Domestic Site Disputes – Tools On Site

My work as a garden’s consultant specialising in domestic landscape disputes involves many different scenarios. No two cases are the same, even though at first site, they may appear to be same problems repeated commission after commission. Probably 85% of my work involves hard landscaping schemes – decking, paving and walling – that have failed for a wide range of reasons. Almost 100% involve problems caused by lack of communication and paperwork, whereby the ‘promised’ has not been ‘delivered’ in the eyes of the customer.

Customer expectations have not been matched by the contractor, or the contractor has not managed to keep control of a site during operations, allowing the project to move away from the original intent or specification. In the eyes of the customer, the contractor has not worked on site eight hours a day, five days a week, met delivery dates or build stages as agreed at the outset, allowed the works programme to slip without giving sound reasons for delays……

All construction projects fall under The Construction (Design Management) Regulations 2015, although there are still many contractors who do not bother with the requirements, although by following a CDM Plan, which clearly stipulates the methodology of running the site and protects both parties, is designed to prevent such problems and disputes.

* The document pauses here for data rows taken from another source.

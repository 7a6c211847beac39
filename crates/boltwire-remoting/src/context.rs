//! Shared remoting state for one client or server instance.
//!
//! Owns the validated config, the serializer registry, the codec, the
//! processor registry, the default biz executor, the timer and the metrics.
//! Every connection holds an `Arc` to it.

use std::sync::{Arc, PoisonError, RwLock};

use boltwire_core::codec::CommandCodec;
use boltwire_core::error::{RemotingError, Result};
use boltwire_core::SerializerRegistry;

use crate::config::RemotingConfig;
use crate::dispatch::Dispatcher;
use crate::executor::{Executor, WorkerPool};
use crate::obs::RemotingMetrics;
use crate::timer::Timer;

pub struct RemotingContext {
    cfg: RemotingConfig,
    serializers: SerializerRegistry,
    codec: CommandCodec,
    dispatcher: Dispatcher,
    default_executor: RwLock<Arc<dyn Executor>>,
    timer: Timer,
    metrics: RemotingMetrics,
}

impl RemotingContext {
    /// Build with the default serializer set. Must be called inside a tokio runtime.
    pub fn new(cfg: RemotingConfig) -> Result<Arc<Self>> {
        Self::with_serializers(cfg, SerializerRegistry::with_defaults())
    }

    pub fn with_serializers(cfg: RemotingConfig, serializers: SerializerRegistry) -> Result<Arc<Self>> {
        cfg.validate()?;
        let default_id = cfg.protocol.serializer_id();
        if !serializers.contains(default_id) {
            return Err(RemotingError::Config(format!(
                "protocol.serializer {} is not registered",
                default_id.0
            )));
        }

        let pool = WorkerPool::new(
            "boltwire-biz",
            cfg.executor.worker_threads,
            cfg.executor.queue_capacity,
        )?;
        let timer = Timer::current()?;
        let codec = CommandCodec::new(cfg.protocol.max_frame_bytes).require_integrity(cfg.protocol.crc);

        tracing::debug!(
            framing = ?cfg.protocol.framing(),
            serializer = default_id.0,
            workers = cfg.executor.worker_threads,
            "remoting context ready"
        );

        Ok(Arc::new(Self {
            cfg,
            serializers,
            codec,
            dispatcher: Dispatcher::new(),
            default_executor: RwLock::new(Arc::new(pool)),
            timer,
            metrics: RemotingMetrics::default(),
        }))
    }

    pub fn config(&self) -> &RemotingConfig {
        &self.cfg
    }

    pub fn serializers(&self) -> &SerializerRegistry {
        &self.serializers
    }

    pub fn codec(&self) -> &CommandCodec {
        &self.codec
    }

    pub fn dispatcher(&self) -> &Dispatcher {
        &self.dispatcher
    }

    /// Executor for request bodies whose user processor names none.
    pub fn default_executor(&self) -> Arc<dyn Executor> {
        Arc::clone(&self.default_executor.read().unwrap_or_else(PoisonError::into_inner))
    }

    pub fn register_default_executor(&self, executor: Arc<dyn Executor>) {
        tracing::info!(executor = %executor.name(), "default executor replaced");
        *self.default_executor.write().unwrap_or_else(PoisonError::into_inner) = executor;
    }

    pub fn timer(&self) -> &Timer {
        &self.timer
    }

    pub fn metrics(&self) -> &RemotingMetrics {
        &self.metrics
    }
}

impl std::fmt::Debug for RemotingContext {
    fn fmt(&self, f: &mut std::fmt::Formatter<'_>) -> std::fmt::Result {
        f.debug_struct("RemotingContext")
            .field("framing", &self.cfg.protocol.framing())
            .field("serializers", &self.serializers)
            .finish()
    }
}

Breakdowns in relationships rarely start and end quickly. A lengthy trail of emails between the client and contractor, becoming more threatening by the day, until one Part decides to call an end to the project. How this happens is crucial for next developments.

Assuming that the move is instigated by the customer, and ignoring any CDM Plan, which would have probably prevented the breakdown in the first place, the customer should produce a Letter of Termination of Contract. This may be a simple email or time/dated letter, which should be headed as such. This is essential, and important for the contractor, who would otherwise remain liable for maintaining the site, even if the works have been suspended.

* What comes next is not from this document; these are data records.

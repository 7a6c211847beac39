//! Per-connection correlation table: request id -> pending call.
//!
//! Resolution is decided by `take`: whichever of response arrival, timer
//! fire, or connection-close sweep removes the id first owns the call and
//! completes it. The losers find nothing and do nothing. No lock is held
//! while a call completes.

use std::fmt;
use std::sync::{Arc, Mutex};
use std::time::Instant;

use dashmap::mapref::entry::Entry;
use dashmap::DashMap;
use futures_util::FutureExt;
use tokio::sync::oneshot;

use boltwire_core::error::{RemotingError, Result};
use boltwire_core::Command;

use crate::executor::{Executor, Rejected};
use crate::timer::Timeout;

type CallbackFn = Box<dyn FnOnce(Command) + Send>;

/// Response delivery for a callback-mode call. The closure is held in a
/// mutex so the table stays `Sync`.
pub struct ResponseCallback {
    f: Mutex<CallbackFn>,
    executor: Option<Arc<dyn Executor>>,
}

impl ResponseCallback {
    /// Run on whichever thread resolves the call.
    pub fn inline<F>(f: F) -> Self
    where
        F: FnOnce(Command) + Send + 'static,
    {
        Self {
            f: Mutex::new(Box::new(f)),
            executor: None,
        }
    }

    /// Run on `executor` (or inline when `None`).
    pub fn on<F>(executor: Option<Arc<dyn Executor>>, f: F) -> Self
    where
        F: FnOnce(Command) + Send + 'static,
    {
        Self {
            f: Mutex::new(Box::new(f)),
            executor,
        }
    }

    fn run(self, response: Command) {
        let f = self.f.into_inner().unwrap_or_else(|poisoned| poisoned.into_inner());
        match self.executor {
            None => f(response),
            Some(executor) => {
                let task = async move { f(response) }.boxed();
                if let Err(Rejected(task)) = executor.execute(task) {
                    tracing::warn!(executor = %executor.name(), "callback executor rejected task, running inline");
                    // the task has no await points; one poll runs it to completion
                    let _ = task.now_or_never();
                }
            }
        }
    }
}

pub(crate) enum Completion {
    Waiter(oneshot::Sender<Command>),
    Callback(ResponseCallback),
}

/// Bookkeeping for one outstanding request.
pub struct PendingCall {
    id: u32,
    completion: Completion,
    timeout: Option<Timeout>,
    created: Instant,
}

impl PendingCall {
    pub(crate) fn new(id: u32, completion: Completion) -> Self {
        Self {
            id,
            completion,
            timeout: None,
            created: Instant::now(),
        }
    }

    pub fn id(&self) -> u32 {
        self.id
    }

    pub fn created(&self) -> Instant {
        self.created
    }

    pub fn has_callback(&self) -> bool {
        matches!(self.completion, Completion::Callback(_))
    }

    /// Deliver the one and only outcome for this call.
    pub fn complete(mut self, response: Command) {
        if let Some(t) = self.timeout.take() {
            t.cancel();
        }
        match self.completion {
            Completion::Waiter(tx) => {
                // receiver gone: the caller stopped waiting
                let _ = tx.send(response);
            }
            Completion::Callback(cb) => cb.run(response),
        }
    }
}

impl fmt::Debug for PendingCall {
    fn fmt(&self, f: &mut fmt::Formatter<'_>) -> fmt::Result {
        f.debug_struct("PendingCall")
            .field("id", &self.id)
            .field("callback", &self.has_callback())
            .field("timer", &self.timeout.is_some())
            .finish()
    }
}

#[derive(Default)]
pub struct InvokeTable {
    calls: DashMap<u32, PendingCall>,
}

impl InvokeTable {
    pub fn new() -> Self {
        Self { calls: DashMap::new() }
    }

    pub(crate) fn insert(&self, call: PendingCall) -> Result<()> {
        match self.calls.entry(call.id) {
            Entry::Occupied(_) => Err(RemotingError::Internal(format!("request id {} already pending", call.id))),
            Entry::Vacant(v) => {
                v.insert(call);
                Ok(())
            }
        }
    }

    /// Remove and return the call for `id`; the single winner of any race.
    pub fn take(&self, id: u32) -> Option<PendingCall> {
        self.calls.remove(&id).map(|(_, call)| call)
    }

    /// Attach a scheduled timeout, or cancel it if the call already resolved.
    pub(crate) fn attach_timeout(&self, id: u32, timeout: Timeout) {
        match self.calls.get_mut(&id) {
            Some(mut call) => call.timeout = Some(timeout),
            None => timeout.cancel(),
        }
    }

    pub fn contains(&self, id: u32) -> bool {
        self.calls.contains_key(&id)
    }

    pub fn len(&self) -> usize {
        self.calls.len()
    }

    pub fn is_empty(&self) -> bool {
        self.calls.is_empty()
    }

    /// Take every pending call (connection teardown).
    pub fn drain(&self) -> Vec<PendingCall> {
        let ids: Vec<u32> = self.calls.iter().map(|e| *e.key()).collect();
        ids.into_iter().filter_map(|id| self.take(id)).collect()
    }
}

The Terms and Conditions relating to a project should clearly spell out how such breakdowns must be handled, although for the purpose of this article, I am assuming that the scheme had no such protection built into the wording. No CDM Plan and no clause in the Terms and Conditions. If the customer simply states that they do not wish to continue working with the contractor, that statement will be taken as a Notice of Termination, although less legally binding.

The next scenario will depend on many factors, and no two cases will be identical as previously stated. The most important matter is that of finance. How much money remains outstanding on the job, how much work remains incomplete, or how much any overpayments may have been made against the contract figures. It is vital that an assessment of the status of finance is made at the time of Termination. There is no doubt that both parties will have a different idea of the value, although it is essential -from your point of view as the Contractor, that your assessment and valuation are as accurate as possible, and fully documented.

For the purpose of this article, I am not including materials left on site, as a different set of advisory notes will be required. Assuming that the breakdown is not sudden, and has been building up over days or weeks, a common scenario involves a gradual slowdown in site activity, with the client becoming more demanding, and the contractor more reluctant to plough more money and labour into trying to satisfy an impossible client, a situation occurs whereby the contractor is looking to move off site to start elsewhere until matters are resolved on the disputed site. This move requires tools and equipment to be moved to the new project. By doing so, the customer becomes alarmed and even more abandoned so problems increase.

And yet, if the contractor does not move equipment off site, any sudden termination may involve being banned from the site. Once a contract is terminated, the majority of clients will close all gates and doors, preventing the contractor from returning to site. Absolutely, flatly refusing any site access whatsoever until they have the chance to have an independent site assessment carried out to enable them to decide on their next move. Many homeowners hold Household Insurance Legal cover, and will start to process a claim against the contractor at no cost to themselves.

Essentially, the whole scheme is in lock-down, with nothing happening at all on site until after an assessment has been conducted, which may take a few weeks. The contractor is unable to access the site to collect any tools and equipment under threat of trespass if an attempt is made to enter the site.

Without wishing to take sides in any dispute, and being unable to comment once I have been commissioned by either party, if you maintain a register of tools kept on site at any time, especially once things start to go wrong, this will prove a very useful document once you are permitted to enter the site and retrieve your tools. It will be invaluable if you are in a position to provide evidence of ownership of certain tools. Most will be obvious, although there are times when they become mixed up with the customers tools, and conflict arises.

I have been called upon to act as an independent mediator, being on site to referee the collection of tools, carefully checking and signing in/out each item. My presence ensures that there is no open conflict, and site clearance can begin. Some customers can be very difficult, trying all they can to make life unpleasant for the contractor to ‘punish them’ for leaving site.

If at all possible, try and avoid having any plant hire equipment on site should a dispute appear likely. Find any excuse to off hire as soon as possible. Heavy and expensive machinery can become pawns in a game of ‘contract divorce’, by denying access for collection, and pressure applied on the contractor by both the customer and plant hire company.